Starting from historical accounts (Actualidade 1879, O Comércio do Porto 1879, Lusitano & Froilaz 1879, O Tripeiro 1926) of the life and education of António Custodio das Neves (1858-1888), born in Portugal’s Douro region, assigned female at birth yet growing up male, and emerging from such accounts as the ‘Woman Man’/‘Man Woman’ [‘Mulher-Homem’ /‘Homem-Mulher’], we confront ‘colonialist practices of avoidance and erasure’ (Barad 2017, 76; 2023, 37) having invisibilised gender-nonconforming, nonheteronormative existences and experiences like his. We commit ourselves to a history ‘with and against the archives’ of a past ‘that has yet to be done’ (Martins forthcoming; Hartman 2008, 13) involving ‘times, places, beings [that] bleed through one another’ (Barad 2014, 179) into our present.

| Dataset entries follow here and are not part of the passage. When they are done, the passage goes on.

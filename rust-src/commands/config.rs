//! Config command - show or create the configuration file.

use std::path::Path;

use anyhow::Result;

use crate::config::{get_config_path, RadarConfig};


/// Run the config command.
pub fn run(init: bool, path_only: bool, config_path: Option<&Path>) -> Result<()> {
    let path = config_path
        .map(Path::to_path_buf)
        .unwrap_or_else(get_config_path);

    if path_only {
        println!("{}", path.display());
        return Ok(());
    }

    if init {
        RadarConfig::write_default(&path)?;
        println!("\x1b[32m+ Wrote default config to: {}\x1b[0m", path.display());
        return Ok(());
    }

    let config = RadarConfig::load(config_path)?;
    if path.exists() {
        println!("\x1b[2m# {}\x1b[0m", path.display());
    } else {
        println!("\x1b[2m# defaults (no file at {})\x1b[0m", path.display());
    }
    println!("{}", serde_json::to_string_pretty(&config)?);

    Ok(())
}
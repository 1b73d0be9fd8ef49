//! Readers turning CSV files and spreadsheets into a [`Table`].

use std::path::Path;

use anyhow::{anyhow, bail, Context, Result};
use calamine::{open_workbook_auto, Data, Reader};

use crate::models::{Cell, Table};


/// Read a table from a CSV/TSV file or a spreadsheet workbook.
///
/// For workbooks `sheet` is a sheet name or zero-based index; the first sheet
/// is used when it is `None`. The first row is always the header.
pub fn read_table(path: &Path, sheet: Option<&str>) -> Result<Table> {
    let extension = path
        .extension()
        .and_then(|ext| ext.to_str())
        .map(|ext| ext.to_ascii_lowercase())
        .unwrap_or_default();

    let table = match extension.as_str() {
        "csv" => read_delimited(path, b',')?,
        "tsv" | "tab" => read_delimited(path, b'\t')?,
        "xlsx" | "xlsm" | "xlsb" | "xls" | "ods" => read_workbook(path, sheet)?,
        "" => bail!("Cannot tell the file type of {} (no extension)", path.display()),
        other => bail!("Unsupported file type .{} for {}", other, path.display()),
    };

    log::debug!(
        "read {} rows x {} columns from {}",
        table.row_count(),
        table.columns().len(),
        path.display()
    );

    Ok(table)
}


/// Read a delimited text file.
fn read_delimited(path: &Path, delimiter: u8) -> Result<Table> {
    let mut reader = csv::ReaderBuilder::new()
        .delimiter(delimiter)
        .has_headers(true)
        .flexible(true)
        .from_path(path)
        .with_context(|| format!("Failed to open file: {}", path.display()))?;

    let headers: Vec<String> = reader
        .headers()
        .with_context(|| format!("Failed to read header row of {}", path.display()))?
        .iter()
        .map(|h| h.trim_start_matches('\u{feff}').to_string())
        .collect();

    if headers.iter().all(|h| h.trim().is_empty()) {
        bail!("{} has no header row", path.display());
    }

    let mut rows = Vec::new();
    for (line_num, record) in reader.records().enumerate() {
        let record = record.with_context(|| {
            format!("Malformed row {} in {}", line_num + 2, path.display())
        })?;
        rows.push(record.iter().map(parse_text_cell).collect());
    }

    Ok(Table::new(headers, rows))
}


/// Read one worksheet of a workbook.
fn read_workbook(path: &Path, sheet: Option<&str>) -> Result<Table> {
    let mut workbook = open_workbook_auto(path)
        .map_err(|e| anyhow!("Failed to open workbook {}: {}", path.display(), e))?;

    let sheet_names = workbook.sheet_names().to_vec();
    if sheet_names.is_empty() {
        bail!("{} has no worksheets", path.display());
    }

    let range = match sheet {
        Some(sel) => match sel.parse::<usize>() {
            Ok(idx) => workbook
                .worksheet_range_at(idx)
                .ok_or_else(|| anyhow!("No sheet at index {} in {}", idx, path.display()))?
                .map_err(|e| anyhow!("Failed to read sheet {}: {}", idx, e))?,
            Err(_) => workbook
                .worksheet_range(sel)
                .map_err(|e| anyhow!("Failed to read sheet {:?}: {}", sel, e))?,
        },
        None => workbook
            .worksheet_range_at(0)
            .ok_or_else(|| anyhow!("No first sheet in {}", path.display()))?
            .map_err(|e| anyhow!("Failed to read sheet {:?}: {}", sheet_names[0], e))?,
    };

    let mut rows = range.rows();
    let headers: Vec<String> = match rows.next() {
        Some(header_row) => header_row.iter().map(|c| c.to_string()).collect(),
        None => bail!("Sheet in {} is empty", path.display()),
    };

    let rows = rows
        .map(|row| row.iter().map(spreadsheet_cell).collect())
        .collect();

    Ok(Table::new(headers, rows))
}


/// Classify a text cell: blank, finite number, or text.
pub fn parse_text_cell(raw: &str) -> Cell {
    let trimmed = raw.trim();
    if trimmed.is_empty() {
        return Cell::Empty;
    }

    match trimmed.parse::<f64>() {
        Ok(n) if n.is_finite() => Cell::Number(n),
        _ => Cell::Text(trimmed.to_string()),
    }
}


fn spreadsheet_cell(data: &Data) -> Cell {
    match data {
        Data::Int(i) => Cell::Number(*i as f64),
        Data::Float(f) if f.is_finite() => Cell::Number(*f),
        Data::String(s) if s.trim().is_empty() => Cell::Empty,
        Data::String(s) => Cell::Text(s.trim().to_string()),
        Data::Empty => Cell::Empty,
        other => Cell::Text(other.to_string()),
    }
}
//! Data access layer for uploaded tables.

mod table_reader;

#[allow(unused_imports)]
pub use table_reader::{parse_text_cell, read_table};
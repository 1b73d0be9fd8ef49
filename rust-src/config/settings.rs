//! Application paths, defaults and control bounds.

use std::ops::RangeInclusive;
use std::path::PathBuf;


/// Palette assigned to entities by selection order.
pub const DEFAULT_PALETTE: [&str; 5] = ["#1f77b4", "#ff7f0e", "#2ca02c", "#d62728", "#9467bd"];

/// Multiplier applied to the data maximum under the dynamic axis policy.
pub const DEFAULT_HEADROOM: f64 = 1.1;

/// Axis used for percentile-scaled data.
pub const DEFAULT_FIXED_RANGE: (f64, f64) = (0.0, 100.0);

/// How many numeric columns / label values are preselected.
pub const DEFAULT_METRIC_COUNT: usize = 5;
pub const DEFAULT_ENTITY_COUNT: usize = 3;

/// Control bounds.
pub const LABEL_FONT_SIZE_RANGE: RangeInclusive<u32> = 10..=24;
pub const VALUE_FONT_SIZE_RANGE: RangeInclusive<u32> = 8..=20;
pub const LINE_WIDTH_RANGE: RangeInclusive<u32> = 1..=5;
pub const MARKER_SIZE_RANGE: RangeInclusive<u32> = 4..=12;
pub const FILL_OPACITY_RANGE: RangeInclusive<f64> = 0.0..=1.0;

/// Canvas size and margins (left, right, top, bottom) in pixels.
pub const DEFAULT_CHART_WIDTH: u32 = 1000;
pub const DEFAULT_CHART_HEIGHT: u32 = 700;
pub const CHART_MARGINS: (u32, u32, u32, u32) = (80, 80, 50, 80);


/// Get the application directory.
pub fn get_app_dir() -> PathBuf {
    dirs::home_dir()
        .unwrap_or_else(|| PathBuf::from("."))
        .join(".radar-compare")
}


/// Get the default config file path.
pub fn get_config_path() -> PathBuf {
    get_app_dir().join("config.json")
}


/// Get the directory exported charts land in when no output path is given.
pub fn get_export_dir() -> PathBuf {
    get_app_dir().join("exports")
}
//! Transform from a table selection to radar chart geometry.

mod error;
mod series;

pub use error::TransformError;
pub use series::{build_chart, resolve_selection};
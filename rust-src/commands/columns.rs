//! Columns command - show what a table offers for charting.

use std::path::Path;

use anyhow::{bail, Result};

use crate::data::read_table;


const MAX_LISTED_VALUES: usize = 20;


/// Run the columns command.
pub fn run(file: &Path, sheet: Option<&str>, label: Option<&str>) -> Result<()> {
    let table = read_table(file, sheet)?;

    println!("\n{}", "=".repeat(60));
    println!("{:^60}", file.display().to_string());
    println!("{}\n", "=".repeat(60));

    println!("  Rows:                {:>15}", table.row_count());
    println!("  Columns:             {:>15}", table.columns().len());

    let numeric = table.numeric_columns();
    println!("\nNUMERIC COLUMNS ({})", numeric.len());
    println!("{}", "-".repeat(40));
    if numeric.is_empty() {
        println!("  \x1b[2m(none)\x1b[0m");
    }
    for name in &numeric {
        println!("  {}", name);
    }

    let textual = table.textual_columns();
    println!("\nTEXTUAL COLUMNS ({})", textual.len());
    println!("{}", "-".repeat(40));
    if textual.is_empty() {
        println!("  \x1b[2m(none)\x1b[0m");
    }
    for name in &textual {
        println!("  {}", name);
    }

    let label_column = match label {
        Some(name) => {
            if table.column_index(name).is_none() {
                bail!("Unknown column: {}", name);
            }
            name
        }
        None => match table.default_label_column() {
            Some(name) => name,
            None => return Ok(()),
        },
    };

    let values = table.distinct_values(label_column);
    println!("\nENTITIES IN {} ({})", label_column.to_uppercase(), values.len());
    println!("{}", "-".repeat(40));
    for value in values.iter().take(MAX_LISTED_VALUES) {
        println!("  {}", value);
    }
    if values.len() > MAX_LISTED_VALUES {
        println!("  \x1b[2m... and {} more\x1b[0m", values.len() - MAX_LISTED_VALUES);
    }
    println!();

    Ok(())
}
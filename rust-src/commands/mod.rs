//! CLI command implementations.

pub mod columns;
pub mod config;
pub mod render;
pub mod view;
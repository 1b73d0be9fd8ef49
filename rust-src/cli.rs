//! CLI definitions using clap.

use std::path::PathBuf;

use clap::{Args, Parser, Subcommand, ValueEnum};

use crate::commands;


/// radar - compare spreadsheet rows on a radar chart
#[derive(Parser)]
#[command(name = "radar")]
#[command(author, version, about, long_about = None)]
pub struct Cli {
    #[command(subcommand)]
    command: Option<Commands>,
}


#[derive(Subcommand)]
enum Commands {
    /// List numeric and textual columns and the entities of a label column
    Columns {
        /// CSV, TSV or spreadsheet file
        file: PathBuf,

        /// Sheet name or zero-based index (default: first sheet)
        #[arg(long)]
        sheet: Option<String>,

        /// Label column to list entities for (default: first textual column)
        #[arg(short, long)]
        label: Option<String>,
    },

    /// Render a radar chart as SVG, PNG or JSON
    Render(RenderArgs),

    /// Explore a table interactively in the terminal
    View {
        /// CSV, TSV or spreadsheet file
        file: PathBuf,

        /// Sheet name or zero-based index (default: first sheet)
        #[arg(long)]
        sheet: Option<String>,

        /// Initial label column (default: first textual column)
        #[arg(short, long)]
        label: Option<String>,

        /// Config file (default: ~/.radar-compare/config.json)
        #[arg(long, env = "RADAR_CONFIG")]
        config: Option<PathBuf>,
    },

    /// Show or create the configuration file
    Config {
        /// Write the default configuration file
        #[arg(long)]
        init: bool,

        /// Print the configuration file path only
        #[arg(long)]
        path: bool,

        /// Config file (default: ~/.radar-compare/config.json)
        #[arg(long, env = "RADAR_CONFIG")]
        config: Option<PathBuf>,
    },
}


#[derive(Debug, Args)]
pub struct RenderArgs {
    /// CSV, TSV or spreadsheet file
    pub file: PathBuf,

    /// Sheet name or zero-based index (default: first sheet)
    #[arg(long)]
    pub sheet: Option<String>,

    /// Label column identifying entities (default: first textual column)
    #[arg(short, long)]
    pub label: Option<String>,

    /// Metric column, repeat for each axis in order (default: first numeric columns)
    #[arg(short = 'm', long = "metric")]
    pub metrics: Vec<String>,

    /// Label value to compare, repeat in legend order (default: first values)
    #[arg(short = 'e', long = "entity")]
    pub entities: Vec<String>,

    /// Output format (default: from the output extension, else svg)
    #[arg(long, value_enum)]
    pub format: Option<FormatArg>,

    /// Output file path
    #[arg(short, long)]
    pub output: Option<PathBuf>,

    /// Open file after export
    #[arg(long)]
    pub open: bool,

    /// Print the rows behind the chart
    #[arg(long)]
    pub rows: bool,

    /// Config file (default: ~/.radar-compare/config.json)
    #[arg(long, env = "RADAR_CONFIG")]
    pub config: Option<PathBuf>,

    /// Radial axis policy
    #[arg(long, value_enum)]
    pub axis: Option<AxisArg>,

    /// Headroom factor for the dynamic axis
    #[arg(long)]
    pub headroom: Option<f64>,

    /// Upper bound of a fixed axis (implies --axis fixed)
    #[arg(long)]
    pub range_max: Option<f64>,

    /// What to do when several rows share a label value
    #[arg(long, value_enum)]
    pub multi_row: Option<MultiRowArg>,

    /// What to do when an entity matches no row
    #[arg(long, value_enum)]
    pub on_missing: Option<MissingArg>,

    /// Hide the value label on each point
    #[arg(long)]
    pub no_text: bool,

    /// Chart title
    #[arg(long)]
    pub title: Option<String>,

    /// Category label font size (10-24)
    #[arg(long)]
    pub label_font_size: Option<u32>,

    /// Value label font size (8-20)
    #[arg(long)]
    pub value_font_size: Option<u32>,

    /// Trace line width (1-5)
    #[arg(long)]
    pub line_width: Option<u32>,

    /// Marker size (4-12)
    #[arg(long)]
    pub marker_size: Option<u32>,

    /// Fill opacity (0.0-1.0)
    #[arg(long)]
    pub fill_opacity: Option<f64>,

    /// Chart width in pixels
    #[arg(long)]
    pub width: Option<u32>,

    /// Chart height in pixels
    #[arg(long)]
    pub height: Option<u32>,
}


#[derive(Debug, Clone, Copy, PartialEq, Eq, ValueEnum)]
pub enum FormatArg {
    Svg,
    Png,
    Json,
}


#[derive(Debug, Clone, Copy, PartialEq, Eq, ValueEnum)]
pub enum AxisArg {
    Dynamic,
    Fixed,
}


#[derive(Debug, Clone, Copy, PartialEq, Eq, ValueEnum)]
pub enum MultiRowArg {
    First,
    Flatten,
}


#[derive(Debug, Clone, Copy, PartialEq, Eq, ValueEnum)]
pub enum MissingArg {
    Skip,
    Fail,
}


/// Run the CLI
pub fn run() -> anyhow::Result<()> {
    let cli = Cli::parse();

    match cli.command {
        Some(Commands::Columns { file, sheet, label }) => {
            commands::columns::run(&file, sheet.as_deref(), label.as_deref())?;
        }
        Some(Commands::Render(args)) => {
            commands::render::run(args)?;
        }
        Some(Commands::View { file, sheet, label, config }) => {
            commands::view::run(&file, sheet.as_deref(), label.as_deref(), config.as_deref())?;
        }
        Some(Commands::Config { init, path, config }) => {
            commands::config::run(init, path, config.as_deref())?;
        }
        None => {
            // No subcommand, show help
            use clap::CommandFactory;
            Cli::command().print_help()?;
        }
    }

    Ok(())
}
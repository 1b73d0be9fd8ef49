//! Hex color helpers.

use thiserror::Error;


#[derive(Debug, Clone, PartialEq, Error)]
pub enum ColorError {
    #[error("invalid hex color {0:?}")]
    InvalidHex(String),

    #[error("opacity {0} is outside 0..=1")]
    InvalidOpacity(f64),
}


/// Convert `#rrggbb` or `#rgb` to an RGB tuple.
pub fn hex_to_rgb(hex: &str) -> Result<(u8, u8, u8), ColorError> {
    let digits = hex.strip_prefix('#').unwrap_or(hex);
    let invalid = || ColorError::InvalidHex(hex.to_string());

    if !digits.chars().all(|c| c.is_ascii_hexdigit()) {
        return Err(invalid());
    }

    let channel = |s: &str| u8::from_str_radix(s, 16).map_err(|_| invalid());

    match digits.len() {
        6 => Ok((channel(&digits[0..2])?, channel(&digits[2..4])?, channel(&digits[4..6])?)),
        3 => {
            let (r, g, b) = (channel(&digits[0..1])?, channel(&digits[1..2])?, channel(&digits[2..3])?);
            Ok((r * 17, g * 17, b * 17))
        }
        _ => Err(invalid()),
    }
}


/// Translucent fill color for a base hex color, e.g. `rgba(31, 119, 180, 0.2)`.
pub fn hex_to_rgba(hex: &str, opacity: f64) -> Result<String, ColorError> {
    if !(0.0..=1.0).contains(&opacity) {
        return Err(ColorError::InvalidOpacity(opacity));
    }

    let (r, g, b) = hex_to_rgb(hex)?;
    Ok(format!("rgba({}, {}, {}, {})", r, g, b, opacity))
}
//! Errors raised while turning a selection into chart geometry.

use thiserror::Error;


#[derive(Debug, Clone, PartialEq, Error)]
pub enum TransformError {
    #[error("no metrics selected")]
    EmptyMetrics,

    #[error("no entities selected")]
    EmptyEntities,

    #[error("palette has no colors")]
    EmptyPalette,

    #[error("table has no columns")]
    NoColumns,

    #[error("column {0:?} not found")]
    UnknownColumn(String),

    #[error("column {0:?} is not numeric")]
    NotNumeric(String),

    #[error("no row has {column} = {value:?}")]
    EntityNotFound { column: String, value: String },

    #[error("{metric:?} is not numeric for {entity:?} at data row {row} (found {found:?})")]
    NonNumericValue {
        entity: String,
        metric: String,
        row: usize,
        found: String,
    },
}


impl TransformError {
    /// Incomplete selections are prompts for the user, not failures.
    pub fn is_selection_error(&self) -> bool {
        matches!(self, TransformError::EmptyMetrics | TransformError::EmptyEntities)
    }
}
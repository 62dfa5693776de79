//! # Downstream Dispatcher
//!
//! The `Dispatcher` owns the client registry and is the only consumer of the event channel.
//! For every event it notifies the observers, encodes the record once and offers the same
//! `Bytes` buffer to every registered client.
//!
//! ## Fan-out rules
//!
//! 1.  **Zero-copy**: the encoded frame is a `Bytes`; each client gets a refcounted handle to
//!     the same allocation.
//! 2.  **Never blocks**: each offer is a `try_send`. A client whose queue is full loses that
//!     frame and only that frame; the other clients and the event channel are unaffected.
//! 3.  **Shared-lock iteration**: fan-out walks the registry under the read lock. Every offer
//!     is non-blocking, so the lock is never held across a wait, and once `unregister`
//!     returns no fan-out can still reach the removed client.
//! 4.  **Unregister closes**: removing a client also closes it, which stops its pumps and
//!     runs the session teardown.

use std::collections::HashMap;
use std::sync::{Arc, PoisonError, RwLock};

use bytes::Bytes;
use tokio::sync::mpsc;
use tokio_util::sync::CancellationToken;

use crate::core::codec::Event;
use crate::core::connection::{ClientConnection, ClientId, Offer};
use crate::core::observer::ObserverSet;

/// Outcome of one fan-out.
#[derive(Debug, Clone, Copy, Default, PartialEq, Eq)]
pub struct FanoutReport {
    /// Clients the frame was offered to.
    pub attempted: usize,
    /// Clients whose queue accepted the frame.
    pub queued: usize,
    /// Clients whose queue was full.
    pub dropped: usize,
}

/// Client registry and event fan-out.
pub struct Dispatcher {
    clients: RwLock<HashMap<ClientId, Arc<ClientConnection>>>,
    observers: Arc<ObserverSet>,
}

impl Dispatcher {
    /// Creates an empty dispatcher that reports events to `observers`.
    pub fn new(observers: Arc<ObserverSet>) -> Self {
        Self {
            clients: RwLock::new(HashMap::new()),
            observers,
        }
    }

    /// Adds a client. Returns the new client count.
    pub fn register(&self, client: Arc<ClientConnection>) -> usize {
        let mut clients = self.clients.write().unwrap_or_else(PoisonError::into_inner);
        let id = client.id();
        clients.insert(id, client);
        log::info!("Client {} registered. Total clients: {}", id, clients.len());
        clients.len()
    }

    /// Removes and closes a client. Returns `false` if it was not registered, so repeated
    /// teardown is a no-op.
    pub fn unregister(&self, id: ClientId) -> bool {
        let removed = {
            let mut clients = self.clients.write().unwrap_or_else(PoisonError::into_inner);
            clients.remove(&id).map(|client| (client, clients.len()))
        };
        match removed {
            Some((client, remaining)) => {
                client.close();
                log::info!(
                    "Client {} unregistered ({} frames dropped). Total clients: {}",
                    id,
                    client.dropped_frames(),
                    remaining
                );
                true
            }
            None => false,
        }
    }

    /// Number of registered clients.
    pub fn client_count(&self) -> usize {
        self.clients.read().unwrap_or_else(PoisonError::into_inner).len()
    }

    /// Offers one already-encoded frame to every registered client.
    pub fn offer_all(&self, frame: Bytes) -> FanoutReport {
        let clients = self.clients.read().unwrap_or_else(PoisonError::into_inner);

        let mut report = FanoutReport {
            attempted: clients.len(),
            ..FanoutReport::default()
        };
        for client in clients.values() {
            match client.offer(frame.clone()) {
                Offer::Queued => report.queued += 1,
                Offer::Dropped => {
                    report.dropped += 1;
                    log::debug!("Client {} queue full; frame dropped", client.id());
                }
                Offer::Closed => log::debug!("Client {} is closing; frame skipped", client.id()),
            }
        }
        report
    }

    /// Encodes `event` and fans it out.
    pub fn broadcast(&self, event: &Event) -> FanoutReport {
        match event.frame() {
            Ok(frame) => self.offer_all(frame),
            Err(e) => {
                log::error!("Failed to encode {} event on '{}': {}", event.kind, event.topic, e);
                FanoutReport::default()
            }
        }
    }

    /// Drains the event channel until it closes or `shutdown` fires.
    pub async fn run(&self, mut events: mpsc::Receiver<Arc<Event>>, shutdown: CancellationToken) {
        log::info!("Dispatcher started");
        loop {
            tokio::select! {
                _ = shutdown.cancelled() => break,
                next = events.recv() => match next {
                    Some(event) => {
                        self.observers.notify_event(&event);
                        let report = self.broadcast(&event);
                        log::debug!(
                            "{} event fanned out to {}/{} clients",
                            event.kind,
                            report.queued,
                            report.attempted
                        );
                    }
                    None => break,
                },
            }
        }
        log::info!("Dispatcher stopped");
    }
}
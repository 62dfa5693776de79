//! # Relay Errors
//!
//! One error type for the whole engine. A failure is always local to one upstream link or one
//! downstream connection: the caller either retries (upstream) or tears the connection down
//! (downstream). Nothing here is fatal to the process.
//!
//! Per-client backpressure is not an error: a full outbound queue is reported through
//! [`crate::core::connection::Offer::Dropped`], never as an error.

use std::time::Duration;

use thiserror::Error;

/// Errors raised by the relay engine.
#[derive(Debug, Error)]
pub enum RelayError {
    /// Dial or handshake failure. Retried by the reconnect supervisor.
    #[error("Connection error: {0}")]
    Connection(String),

    /// A frame that could not be interpreted. The frame is discarded.
    #[error("Protocol error: {0}")]
    Protocol(String),

    /// JSON encode/decode failure, a flavour of protocol error.
    #[error("JSON error: {0}")]
    Json(#[from] serde_json::Error),

    /// A heartbeat or liveness deadline was missed.
    #[error("Liveness deadline of {0:?} missed")]
    LivenessTimeout(Duration),

    /// Read or write failure on an established transport.
    #[error("Transport error: {0}")]
    Transport(String),

    /// An external collaborator (peer directory) call failed.
    #[error("Collaborator call failed: {0}")]
    Collaborator(String),

    /// The relay is shutting down; no new work is started.
    #[error("Relay is shutting down")]
    Shutdown,
}
mod relay_logic;

use anyhow::{Context, Result};
use lib_common::core::{
    Dispatcher, NoopPeerDirectory, ObserverSet, PeerDirectory, ReconnectSupervisor, RelayObserver,
    StatusValue, UpstreamManager,
};
use lib_common::core::codec::Event;
use lib_common::ingestors::{TungsteniteDialer, UpstreamSubscriber};
use relay_logic::{config, downstream, logger, peer_directory};
use std::sync::Arc;
use std::time::Duration;
use tokio::signal;
use tokio::sync::mpsc;
use tokio::task::JoinError;
use tokio_util::sync::CancellationToken;

/// How long shutdown waits for the relay tasks to drain.
const DRAIN_TIMEOUT: Duration = Duration::from_secs(10);

struct LogObserver;

impl RelayObserver for LogObserver {
    fn on_status_change(&self, status: StatusValue) {
        log::debug!("Observed status change to {}", status);
    }

    fn on_event(&self, event: &Event) {
        log::debug!("{} on '{}': {:?}", event.kind, event.topic, event.record);
    }
}

#[tokio::main]
async fn main() -> Result<()> {
    // Install the default crypto provider for rustls
    let _ = rustls::crypto::ring::default_provider().install_default();

    dotenvy::dotenv().ok();
    let config = config::load_config();
    logger::setup_logging(&config.log_dir(), &config.log_level())?;
    config.validate().context("Invalid configuration")?;

    log::info!("Relay server starting...");

    let realtime = config.realtime_config()?;

    let shutdown = CancellationToken::new();
    let observers = Arc::new(ObserverSet::new());
    observers.register(Arc::new(LogObserver));
    let dispatcher = Arc::new(Dispatcher::new(observers.clone()));

    let peers: Arc<dyn PeerDirectory> = match config.peer_directory() {
        Some((base_url, api_key)) => Arc::new(peer_directory::RestPeerDirectory::new(
            base_url,
            api_key,
            peer_directory::REQUEST_TIMEOUT,
        )?),
        None => {
            log::info!("Peer directory disabled");
            Arc::new(NoopPeerDirectory)
        }
    };

    let (events_tx, events_rx) = mpsc::channel(config.event_channel_capacity());
    let (subscriber, links) = UpstreamSubscriber::new(realtime, TungsteniteDialer, events_tx, shutdown.clone());
    log::info!(
        "Following '{}' at {}",
        subscriber.config().topic,
        subscriber.config().redacted_endpoint()
    );
    let manager = Arc::new(UpstreamManager::new(
        Arc::new(subscriber),
        ReconnectSupervisor::new(config.backoff_policy()),
        config.poll_interval(),
        observers,
        shutdown.clone(),
    ));

    let dispatcher_task = {
        let dispatcher = dispatcher.clone();
        let shutdown = shutdown.clone();
        tokio::spawn(async move { dispatcher.run(events_rx, shutdown).await })
    };
    let manager_task = {
        let manager = manager.clone();
        tokio::spawn(async move { manager.run(links).await })
    };

    let app_state = downstream::AppState {
        dispatcher,
        peers,
        status: manager.status_handle(),
        session_config: config.session_config(),
        max_message_bytes: config.max_message_bytes(),
        shutdown: shutdown.clone(),
    };
    let mut server_task = tokio::spawn(downstream::run(config.clone(), app_state));

    let server_finished = tokio::select! {
        _ = shutdown_signal() => {
            log::info!("Shutdown signal received, stopping relay.");
            false
        }
        result = &mut server_task => {
            match result {
                Ok(Ok(())) => log::warn!("Downstream server stopped unexpectedly"),
                Ok(Err(e)) => log::error!("Downstream server failed: {:#}", e),
                Err(e) => log::error!("Downstream server task panicked: {}", e),
            }
            true
        }
    };

    shutdown.cancel();

    let drain = async {
        if !server_finished {
            if let Some(Err(e)) = joined("Downstream server", server_task.await) {
                log::error!("Downstream server failed during shutdown: {:#}", e);
            }
        }
        let (dispatcher_result, manager_result) = tokio::join!(dispatcher_task, manager_task);
        joined("Dispatcher", dispatcher_result);
        joined("Upstream manager", manager_result);
    };
    if tokio::time::timeout(DRAIN_TIMEOUT, drain).await.is_err() {
        log::warn!("Timed out waiting for relay tasks to stop");
    }

    log::info!("Relay server shut down.");
    Ok(())
}

/// Unwraps a finished task, logging it if it panicked or was cancelled.
fn joined<T>(task: &str, result: Result<T, JoinError>) -> Option<T> {
    match result {
        Ok(value) => Some(value),
        Err(e) if e.is_panic() => {
            log::error!("{} task panicked: {}", task, e);
            None
        }
        Err(e) => {
            log::warn!("{} task did not finish: {}", task, e);
            None
        }
    }
}

async fn shutdown_signal() {
    let ctrl_c = async {
        if let Err(e) = signal::ctrl_c().await {
            log::error!("Failed to install Ctrl+C handler: {}", e);
            std::future::pending::<()>().await;
        }
    };

    #[cfg(unix)]
    let terminate = async {
        match signal::unix::signal(signal::unix::SignalKind::terminate()) {
            Ok(mut sigterm) => {
                sigterm.recv().await;
            }
            Err(e) => {
                log::error!("Failed to install SIGTERM handler: {}", e);
                std::future::pending::<()>().await;
            }
        }
    };

    #[cfg(not(unix))]
    let terminate = std::future::pending::<()>();

    tokio::select! {
        _ = ctrl_c => log::info!("Received Ctrl+C"),
        _ = terminate => log::info!("Received SIGTERM"),
    }
}

#[cfg(test)]
mod tests {
    use super::*;

    #[tokio::test]
    async fn joined_surfaces_panics_instead_of_dropping_them() {
        let finished = tokio::spawn(async { 7 });
        assert_eq!(joined("finished", finished.await), Some(7));

        let panicked = tokio::spawn(async {
            let fail = true;
            if fail {
                panic!("dispatcher blew up");
            }
        });
        assert!(joined("panicked", panicked.await).is_none());

        let aborted = tokio::spawn(std::future::pending::<()>());
        aborted.abort();
        assert!(joined("aborted", aborted.await).is_none());
    }
}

Centring education from early childhood onwards as a trope with no less tangible effects, this history addresses ‘meaningful absence’, ‘void’, or ‘gaps’ as ‘excess’: a ‘lively tension, a desiring orientation toward being/becoming’ (Martins forthcoming; Barad 2015, 396; Hartman 2008, 5, 12). Trans/gender nonconforming and queer experiences thus did (not) yet exist (if) only (differently) ‘at their intersection with institutions of disciplinary power’ (Martins forthcoming; Heyam 2022, Mesch 2020) constraining the conditions of their non/existence (Barad 2017, Hartman 2008; Foucault 1972, 1980). Among such institutions were those policing conduct in civil society from a legal perspective, those studying, cataloguing and treating conditions based on then-prevalent views of medicine, psychiatry and psychology, but also educational institutions, from kindergarten onwards. Beyond Modern notions of linear temporality that stabilise boundaries between past, present and future (Thyssen 2024) governing dominant ‘fictions of history’, we endeavour to rescue ‘impossible stories’ (Hartman 2008, 10) ‘that are not the histories … archives wish to recount (Martins forthcoming, Steedman 2001) but may carry with them ('un/timely') 'difference that portends the future' (Grosz 2004, 11) present and yet to come. Any eventual such difference 'matters' as ‘substance and significance’ (Barad 2007, 3) for education, from kindergarten to school and beyond, in Portugal as elswhere in Europe.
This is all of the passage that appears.